Alport syndrome is a rare, genetic disease that is characterized by the progressive loss of kidney function. Those with this disease may also experience abnormalities in the eyes and hearing loss. Males with this syndrome are more likely to develop these symptoms than females. One out of every 50,000 newborns will have Alport syndrome.
The main symptom of Alport syndrome is a progressive loss of kidney function, which leads to end stage renal disease. These problems with the kidneys bring other symptoms, such as blood and high levels of protein in the urine, hypertension, and swelling of the ankles, legs, feet, or around the eyes.

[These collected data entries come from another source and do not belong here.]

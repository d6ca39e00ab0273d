pub mod merge;
pub mod policy;

pub use merge::Merger;
pub use policy::{DefaultPolicy, FillRule, SurvivorshipPolicy};
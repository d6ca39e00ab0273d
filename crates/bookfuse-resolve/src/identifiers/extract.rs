use once_cell::sync::Lazy;
use regex::Regex;

use crate::identifiers::isbn::Isbn;

/// Digit runs, optionally hyphen-grouped, with an optional trailing `X` check character.
static DIGIT_RUN_REGEX: Lazy<Regex> =
    Lazy::new(|| Regex::new(r"[0-9](?:-?[0-9])*(?:-?[Xx])?").expect("valid regex"));

static ISBN_REGEX: Lazy<Regex> = Lazy::new(|| {
    Regex::new(r"(?i)isbn(-13|-10)?[:\s]?([0-9Xx\-\s]{10,20})").expect("valid regex")
});

/// First 10-character and first 13-digit run found in `text`, unvalidated.
pub fn extract_isbns(text: &str) -> (Option<String>, Option<String>) {
    let mut isbn10 = None;
    let mut isbn13 = None;

    for m in DIGIT_RUN_REGEX.find_iter(text) {
        let run: String = m.as_str().chars().filter(|c| *c != '-').collect();
        let has_check_x = run.ends_with(['X', 'x']);
        match run.len() {
            10 if isbn10.is_none() => isbn10 = Some(run.to_uppercase()),
            13 if isbn13.is_none() && !has_check_x => isbn13 = Some(run),
            _ => {}
        }
        if isbn10.is_some() && isbn13.is_some() {
            break;
        }
    }

    (isbn10, isbn13)
}

/// First checksum-valid ISBN introduced by an `ISBN` label.
pub fn extract_isbn_from_text(text: &str) -> Option<Isbn> {
    ISBN_REGEX
        .captures_iter(text)
        .filter_map(|m| m.get(2))
        .find_map(|raw| Isbn::parse(raw.as_str().trim()).ok())
}

#[cfg(test)]
mod tests {
    use super::*;

    #[test]
    fn test_extract_isbns_first_of_each_length() {
        let text = "see 0306406152 or 9780306406157, also 9780143127741 and 007462542X";
        let (isbn10, isbn13) = extract_isbns(text);
        assert_eq!(isbn10.as_deref(), Some("0306406152"));
        assert_eq!(isbn13.as_deref(), Some("9780306406157"));
    }

    #[test]
    fn test_extract_isbns_from_url() {
        let url = "https://books.example.com/isbn/978-0-14-312774-1/sapiens";
        assert_eq!(extract_isbns(url), (None, Some("9780143127741".to_string())));
    }

    #[test]
    fn test_extract_isbns_ignores_other_lengths() {
        let url = "https://www.goodreads.com/book/show/23692271-sapiens?ref=12345678901";
        assert_eq!(extract_isbns(url), (None, None));
    }

    #[test]
    fn test_extract_isbns_uppercases_check_character() {
        assert_eq!(extract_isbns("id 007462542x").0.as_deref(), Some("007462542X"));
    }

    #[test]
    fn test_extract_isbn_from_text() {
        let text = "My book ISBN-13: 978-3-16-148410-0 is great.";
        let isbn = extract_isbn_from_text(text).unwrap();
        assert_eq!(isbn.isbn13, "9783161484100");
    }
}
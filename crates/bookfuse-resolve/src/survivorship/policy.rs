use bookfuse_core::config::SurvivorshipConfig;
use bookfuse_core::{CanonicalField, SourceKind};

/// How an absent text attribute on the winner is back-filled from siblings.
#[derive(Debug, Clone, Copy, PartialEq, Eq)]
pub enum FillRule {
    /// Longest sibling value; ties go to the earlier-ranked sibling.
    Longest,
    /// First sibling in rank order that has a value.
    FirstRanked,
}

/// Heuristics the merger consults while picking and completing a winner.
pub trait SurvivorshipPolicy {
    /// Lower ranks win ties on completeness.
    fn source_rank(&self, source: SourceKind) -> usize;

    fn fill_rule(&self, field: CanonicalField) -> FillRule;
}

#[derive(Debug, Clone)]
pub struct DefaultPolicy {
    priority: Vec<SourceKind>,
}

impl Default for DefaultPolicy {
    fn default() -> Self {
        Self::from_config(&SurvivorshipConfig::default())
    }
}

impl DefaultPolicy {
    pub fn from_config(config: &SurvivorshipConfig) -> Self {
        let mut priority = Vec::with_capacity(SourceKind::ALL.len());
        for source in config.source_priority.iter().chain(SourceKind::ALL.iter()) {
            if !priority.contains(source) {
                priority.push(*source);
            }
        }
        Self { priority }
    }

    pub fn priority(&self) -> &[SourceKind] {
        &self.priority
    }
}

impl SurvivorshipPolicy for DefaultPolicy {
    fn source_rank(&self, source: SourceKind) -> usize {
        self.priority
            .iter()
            .position(|s| *s == source)
            .unwrap_or(self.priority.len())
    }

    fn fill_rule(&self, _field: CanonicalField) -> FillRule {
        FillRule::Longest
    }
}

#[cfg(test)]
mod tests {
    use super::*;

    #[test]
    fn test_default_prefers_bibliographic_api() {
        let policy = DefaultPolicy::default();
        assert!(
            policy.source_rank(SourceKind::BibliographicApi)
                < policy.source_rank(SourceKind::CatalogScrape)
        );
    }

    #[test]
    fn test_configured_priority_is_completed_with_missing_sources() {
        let config = SurvivorshipConfig {
            source_priority: vec![SourceKind::CatalogScrape],
        };
        let policy = DefaultPolicy::from_config(&config);
        assert_eq!(
            policy.priority(),
            &[SourceKind::CatalogScrape, SourceKind::BibliographicApi]
        );
    }
}
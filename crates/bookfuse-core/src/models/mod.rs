pub mod book;
pub mod quality;
pub mod source;

pub use book::{
    BookAttributes, CanonicalField, CanonicalRecord, DetailRecord, FieldKind, FieldOrigin,
    NormalizedRecord,
};
pub use quality::{QualityCheck, QualityReport};
pub use source::{RawSourceRecord, SourceBatch, SourceKind, SourceManifest};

Abnormalities of the ears are another symptom of this disease. During late childhood or early adolescence, people often develop issues with their inner ears and have sensorineural hearing loss. Problems may also occur within the eyes. Misshapen lenses and abnormal coloration of the retina are common symptoms of this syndrome, but they rarely lead to vision loss.
Mutations in the COL4A3, COL4A4, and COL4A5 genes cause this syndrome. They are responsible for the instructions for type IV collagen, which is needed for normal kidney function. This protein is necessary for a group of blood vessels that remove water and waste from the blood, called glomeruli. When the glomeruli cannot effectively remove waste, it allows blood and protein to be excreted with urine. As the syndrome progresses, scarring occurs and leads to kidney failure.
As type IV collagen is also important in inner ear and eye structures, these mutations are responsible for eye and ear symptoms. Abnormal type IV collagen causes misshapen lenses, discoloration of the retina, and abnormal inner ear structures.
The majority of cases are inherited in an X-linked pattern through a mutation in the COL4A5 gene. About 15% of cases are caused by mutations in either the COL4A3 or COL4A4 genes, and they are inherited in an autosomal recessive pattern. In extremely rare cases, at about 5% of all of those with Alport syndrome, this disease is inherited in an autosomal dominant pattern.
After noticing these symptoms, a healthcare professional will need to know medical and family history. They may perform tests to confirm a diagnosis. These tests include a urine test, blood test, glomerular filtration rate (GFR), kidney biopsy, hearing test, vision test, and genetic testing.
There is no cure for Alport syndrome. Treatment is symptomatic and meant to slow the progression of the loss of kidney function. Doctors may prescribe medications to control high blood pressure, diuretics, and recommend a lowering of salt in the diet. If the progression of the disease is severe, a kidney transplant may be the best option.